题面
Sol
显然是要维护一个区域的 (trie) 树,然后贪心
区间 (trie) 树???
可持久化 (trie) 树???
直接参考主席树表示出区间的方法建立 (trie) 树,然后做差就好了
巨简单
# include <bits/stdc++.h>
# define IL inline
# define RG register
# define Fill(a, b) memset(a, b, sizeof(a))
using namespace std;
typedef long long ll;
IL int Input(){
RG int x = 0, z = 1; RG char c = getchar();
for(; c < '0' || c > '9'; c = getchar()) z = c == '-' ? -1 : 1;
for(; c >= '0' && c <= '9'; c = getchar()) x = (x << 1) + (x << 3) + (c ^ 48);
return x * z;
}
const int maxn(1e5 + 5);
const int pw(1 << 30);
int n, q, first[maxn], cnt, val[maxn], dfn[maxn], idx, id[maxn];
int size[maxn], son[maxn], top[maxn], deep[maxn], fa[maxn];
struct Edge{
int to, next;
} edge[maxn << 1];
struct Trie{
int ch[2][maxn * 32], rt[maxn], tot, sz[maxn * 32];
IL void Modify(RG int &x, RG int v, RG int d){
ch[0][++tot] = ch[0][x], ch[1][tot] = ch[1][x];
sz[tot] = sz[x] + 1, x = tot;
if(!d) return;
Modify(ch[bool(d & v)][x], v, d >> 1);
}
IL int Query1(RG int a, RG int b, RG int v, RG int dep){
if(!a || !dep) return 0;
RG int f = bool(dep & v) ^ 1, s = sz[ch[f][a]] - sz[ch[f][b]];
if(s) return Query1(ch[f][a], ch[f][b], v, dep >> 1) + dep;
f ^= 1;
return Query1(ch[f][a], ch[f][b], v, dep >> 1);
}
IL int Query2(RG int a, RG int b, RG int c, RG int d, RG int v, RG int dep){
if(!(a + b) || !dep) return 0;
RG int f = bool(dep & v) ^ 1, s = sz[ch[f][a]] + sz[ch[f][b]] - sz[ch[f][c]] - sz[ch[f][d]];
if(s) return Query2(ch[f][a], ch[f][b], ch[f][c], ch[f][d], v, dep >> 1) + dep;
f ^= 1;
return Query2(ch[f][a], ch[f][b], ch[f][c], ch[f][d], v, dep >> 1);
}
} tree1, tree2;
IL void Add(RG int u, RG int v){
edge[cnt] = (Edge){v, first[u]}, first[u] = cnt++;
}
IL void Dfs1(RG int u, RG int ff){
size[u] = 1, tree1.rt[u] = tree1.rt[ff];
tree1.Modify(tree1.rt[u], val[u], pw);
for(RG int e = first[u]; e != -1; e = edge[e].next){
RG int v = edge[e].to;
if(v != ff){
deep[v] = deep[u] + 1, fa[v] = u;
Dfs1(v, u);
size[u] += size[v];
if(size[v] > size[son[u]]) son[u] = v;
}
}
}
IL void Dfs2(RG int u, RG int tp){
dfn[u] = ++idx, id[idx] = u, top[u] = tp;
if(son[u]) Dfs2(son[u], tp);
for(RG int e = first[u]; e != -1; e = edge[e].next)
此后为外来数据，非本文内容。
// ABOUTME: Routes accepted messages to carrier links with compliance, rate limiting and batching
// ABOUTME: Dispatcher is cheap to clone; all state sits behind one shared inner value

//! Outbound dispatch.
//!
//! A [`Dispatcher`] takes messages from the queue layer (or straight from
//! session `message` events), resolves the carrier for each destination,
//! applies compliance checks and the carrier's rate limits, and submits over
//! a pooled [`OutboundClient`](crate::client::OutboundClient). Each call
//! reports one outcome per attempt; retries are left to the caller.
//!
//! ```rust,no_run
//! use smpp_gateway::dispatch::{Dispatcher, GatewayConfig, SendJob};
//!
//! # async fn example() -> Result<(), Box<dyn std::error::Error>> {
//! let config = GatewayConfig::load("config/gateway.yaml")?;
//! let dispatcher = Dispatcher::builder(&config).build();
//!
//! let sent = dispatcher
//!     .submit(SendJob {
//!         message_id: "m-1".to_string(),
//!         from: "MyBrand".to_string(),
//!         to: "0241234567".to_string(),
//!         content: "Hello!".to_string(),
//!         client_id: None,
//!     })
//!     .await?;
//! println!("{} accepted it as {}", sent.carrier, sent.message_id);
//!
//! dispatcher.shutdown().await;
//! # Ok(())
//! # }
//! ```

mod compliance;
mod config;
mod error;
mod job;
mod pool;
mod registry;
mod router;

pub use compliance::{AllowAll, ContentPolicy, DndRegistry, PolicyVerdict};
pub use config::{
    CarrierConfig, ConfigError, DispatchSection, GatewayConfig, RateLimits, ServerSection,
    SpecificParams,
};
pub use error::DispatchError;
pub use job::{BatchItem, BatchJob, BatchOutcome, BatchReport, Dispatched, SendJob};
pub use pool::ClientPool;
pub use registry::CarrierRegistry;
pub use router::{NumberPlan, Route, Router};

use crate::client::{ClientConfig, SubmitRequest};
use crate::datatypes::DataCoding;
use crate::event::{EventSender, MessageEvent};
use crate::ratelimit::RateLimiterRegistry;
use std::collections::BTreeMap;
use std::sync::Arc;
use std::time::Duration;
use tokio::task::JoinSet;
use tracing::{debug, info, warn};

struct Inner {
    registry: Arc<CarrierRegistry>,
    router: Router,
    pool: ClientPool,
    limiters: Arc<RateLimiterRegistry>,
    content_policy: Arc<dyn ContentPolicy>,
    dnd: Arc<dyn DndRegistry>,
    batch_delay: Duration,
}

/// Assembles a [`Dispatcher`] from configuration plus injected collaborators.
pub struct DispatcherBuilder {
    registry: Arc<CarrierRegistry>,
    router: Router,
    client_config: ClientConfig,
    batch_delay: Duration,
    events: Option<EventSender>,
    limiters: Option<Arc<RateLimiterRegistry>>,
    content_policy: Arc<dyn ContentPolicy>,
    dnd: Arc<dyn DndRegistry>,
}

impl DispatcherBuilder {
    /// Where delivery reports from carrier links go.
    pub fn events(mut self, events: EventSender) -> Self {
        self.events = Some(events);
        self
    }

    /// Shares an existing limiter registry instead of creating one.
    pub fn rate_limiters(mut self, limiters: Arc<RateLimiterRegistry>) -> Self {
        self.limiters = Some(limiters);
        self
    }

    pub fn content_policy(mut self, policy: Arc<dyn ContentPolicy>) -> Self {
        self.content_policy = policy;
        self
    }

    pub fn dnd_registry(mut self, dnd: Arc<dyn DndRegistry>) -> Self {
        self.dnd = dnd;
        self
    }

    pub fn client_config(mut self, config: ClientConfig) -> Self {
        self.client_config = config;
        self
    }

    pub fn batch_delay(mut self, delay: Duration) -> Self {
        self.batch_delay = delay;
        self
    }

    pub fn build(self) -> Dispatcher {
        Dispatcher {
            inner: Arc::new(Inner {
                registry: self.registry,
                router: self.router,
                pool: ClientPool::new(self.client_config, self.events),
                limiters: self.limiters.unwrap_or_default(),
                content_policy: self.content_policy,
                dnd: self.dnd,
                batch_delay: self.batch_delay,
            }),
        }
    }
}

/// Message dispatcher shared by every producer in the process.
#[derive(Clone)]
pub struct Dispatcher {
    inner: Arc<Inner>,
}

impl Dispatcher {
    pub fn builder(config: &GatewayConfig) -> DispatcherBuilder {
        DispatcherBuilder {
            registry: Arc::new(CarrierRegistry::from_config(config)),
            router: Router::from_config(config),
            client_config: config.dispatch.client_config(),
            batch_delay: config.dispatch.batch_delay,
            events: None,
            limiters: None,
            content_policy: Arc::new(AllowAll),
            dnd: Arc::new(AllowAll),
        }
    }

    pub fn registry(&self) -> &Arc<CarrierRegistry> {
        &self.inner.registry
    }

    pub fn router(&self) -> &Router {
        &self.inner.router
    }

    pub fn pool(&self) -> &ClientPool {
        &self.inner.pool
    }

    pub fn rate_limiters(&self) -> &Arc<RateLimiterRegistry> {
        &self.inner.limiters
    }

    /// Carrier and international number for `destination`.
    pub fn route(&self, destination: &str) -> Result<Route, DispatchError> {
        self.inner.router.resolve(destination)
    }

    /// Sends one queued message.
    pub async fn submit(&self, job: SendJob) -> Result<Dispatched, DispatchError> {
        let route = self.admit(&job.to, &job.content)?;
        let request = SubmitRequest::new(job.from, route.msisdn.as_str(), job.content)
            .with_reference(job.message_id);
        self.deliver(&route.carrier, request).await
    }

    /// Sends a message accepted by an inbound session, keeping its data
    /// coding and receipt flags. The carrier the submitting ESME bound for
    /// wins over prefix routing when it is a known carrier.
    pub async fn submit_message(&self, event: MessageEvent) -> Result<Dispatched, DispatchError> {
        let route = self.admit(&event.destination, &event.body)?;
        let carrier = if self.inner.registry.contains(&event.carrier) {
            event.carrier
        } else {
            route.carrier
        };

        let request = SubmitRequest::new(event.source, route.msisdn.as_str(), event.body)
            .with_data_coding(DataCoding::from_byte(event.data_coding))
            .with_registered_delivery(event.registered_delivery)
            .with_reference(event.message_id);
        self.deliver(&carrier, request).await
    }

    /// Sends a batch grouped by carrier, in chunks of each carrier's
    /// throughput with the batch delay between chunks.
    ///
    /// Carriers are worked on concurrently. A failing message does not stop
    /// the rest of the batch; the report lists every message in input order.
    pub async fn submit_batch(&self, job: BatchJob) -> BatchReport {
        let total = job.messages.len();
        let mut outcomes: Vec<BatchOutcome> = Vec::with_capacity(total);
        let mut groups: BTreeMap<String, Vec<(usize, SubmitRequest)>> = BTreeMap::new();

        for (index, item) in job.messages.into_iter().enumerate() {
            let (carrier, result) = match self.admit(&item.recipient, &item.content) {
                Ok(route) => {
                    let request = SubmitRequest::new(
                        job.from.as_str(),
                        route.msisdn.as_str(),
                        item.content,
                    )
                    .with_reference(item.message_id.as_str());
                    groups
                        .entry(route.carrier.clone())
                        .or_default()
                        .push((index, request));
                    // Overwritten once the carrier task reports back.
                    (
                        Some(route.carrier),
                        Err(DispatchError::Task("submission did not complete".to_string())),
                    )
                }
                Err(e) => {
                    debug!(batch = %job.batch_id, message_id = %item.message_id, error = %e, "batch message refused");
                    (None, Err(e))
                }
            };
            outcomes.push(BatchOutcome {
                message_id: item.message_id,
                recipient: item.recipient,
                carrier,
                result,
            });
        }

        let mut carriers = JoinSet::new();
        for (carrier, requests) in groups {
            let this = self.clone();
            carriers.spawn(async move { this.send_group(carrier, requests).await });
        }
        while let Some(joined) = carriers.join_next().await {
            match joined {
                Ok(sent) => {
                    for (index, result) in sent {
                        outcomes[index].result = result;
                    }
                }
                Err(e) => warn!(batch = %job.batch_id, error = %e, "batch carrier task failed"),
            }
        }

        let report = BatchReport {
            batch_id: job.batch_id,
            outcomes,
        };
        info!(
            batch = %report.batch_id,
            total,
            accepted = report.accepted(),
            failed = report.failed(),
            "batch dispatched"
        );
        report
    }

    /// Disconnects every carrier link. Later submissions fail with
    /// [`DispatchError::ShutDown`].
    pub async fn shutdown(&self) {
        self.inner.pool.shutdown().await;
    }

    /// Compliance and routing checks that need no carrier link.
    fn admit(&self, destination: &str, content: &str) -> Result<Route, DispatchError> {
        let verdict = self.inner.content_policy.check(content);
        if !verdict.allowed {
            return Err(DispatchError::ContentRejected(
                verdict
                    .reason
                    .unwrap_or_else(|| "content not allowed".to_string()),
            ));
        }

        let route = self.inner.router.resolve(destination)?;
        if route.fallback {
            debug!(destination = %route.msisdn, carrier = %route.carrier, "no prefix matched, using default carrier");
        }
        if self.inner.dnd.is_blocked(&route.msisdn) {
            return Err(DispatchError::DoNotDisturb(route.msisdn));
        }
        Ok(route)
    }

    async fn deliver(
        &self,
        carrier: &str,
        request: SubmitRequest,
    ) -> Result<Dispatched, DispatchError> {
        let config = self
            .inner
            .registry
            .get(carrier)
            .ok_or_else(|| DispatchError::UnknownCarrier(carrier.to_string()))?;

        let limiter = self
            .inner
            .limiters
            .get_or_create_windows(carrier, &config.rate_windows());
        if !limiter.try_consume(1) {
            debug!(carrier, destination = %request.destination, "rate limited");
            return Err(DispatchError::RateLimited(carrier.to_string()));
        }

        let client = self
            .inner
            .pool
            .get_or_connect(carrier, || config.link(carrier))
            .await?;

        let destination = request.destination.clone();
        let response = client
            .submit(request)
            .await
            .map_err(|source| DispatchError::Carrier {
                carrier: carrier.to_string(),
                source,
            })?;
        debug!(
            carrier,
            destination = %destination,
            message_id = %response.message_id,
            "message submitted"
        );

        Ok(Dispatched {
            carrier: carrier.to_string(),
            message_id: response.message_id,
            status: response.status,
        })
    }

    async fn send_group(
        self,
        carrier: String,
        requests: Vec<(usize, SubmitRequest)>,
    ) -> Vec<(usize, Result<Dispatched, DispatchError>)> {
        let chunk_size = self
            .inner
            .registry
            .get(&carrier)
            .and_then(|config| usize::try_from(config.throughput).ok())
            .unwrap_or(1)
            .max(1);

        let mut sent = Vec::with_capacity(requests.len());
        for (n, chunk) in requests.chunks(chunk_size).enumerate() {
            if n > 0 {
                tokio::time::sleep(self.inner.batch_delay).await;
            }
            debug!(carrier = %carrier, chunk = n, size = chunk.len(), "sending batch chunk");

            let mut submissions = JoinSet::new();
            for (index, request) in chunk.iter().cloned() {
                let this = self.clone();
                let carrier = carrier.clone();
                submissions.spawn(async move { (index, this.deliver(&carrier, request).await) });
            }
            while let Some(joined) = submissions.join_next().await {
                match joined {
                    Ok(result) => sent.push(result),
                    Err(e) => warn!(carrier = %carrier, error = %e, "batch submission task failed"),
                }
            }
        }
        sent
    }
}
if(!dfn[edge[e].to]) Dfs2(edge[e].to, edge[e].to);
}
IL int LCA(RG int u, RG int v){
while(top[u] ^ top[v])
deep[top[u]] > deep[top[v]] ? u = fa[top[u]] : v = fa[top[v]];
return deep[u] > deep[v] ? v : u;
}
int main(){
n = Input(), q = Input();
for(RG int i = 1; i <= n; ++i) val[i] = Input(), first[i] = -1;
for(RG int i = 1; i < n; ++i){
RG int u = Input(), v = Input();
Add(u, v), Add(v, u);
}
Dfs1(1, 0), Dfs2(1, 0);
for(RG int i = 1; i <= n; ++i){
tree2.rt[i] = tree2.rt[i - 1];
tree2.Modify(tree2.rt[i], val[id[i]], pw);
}
for(RG int i = 1; i <= q; ++i)
if(Input() == 1){
RG int u = Input(), v = Input();
printf("%d
", tree2.Query1(tree2.rt[dfn[u] + size[u] - 1], tree2.rt[dfn[u] - 1], v, pw));
}
else{
RG int u = Input(), v = Input(), x = Input(), lca = LCA(u, v);
printf("%d
", tree1.Query2(tree1.rt[u], tree1.rt[v], tree1.rt[lca], tree1.rt[fa[lca]], x, pw));
}
return 0;
}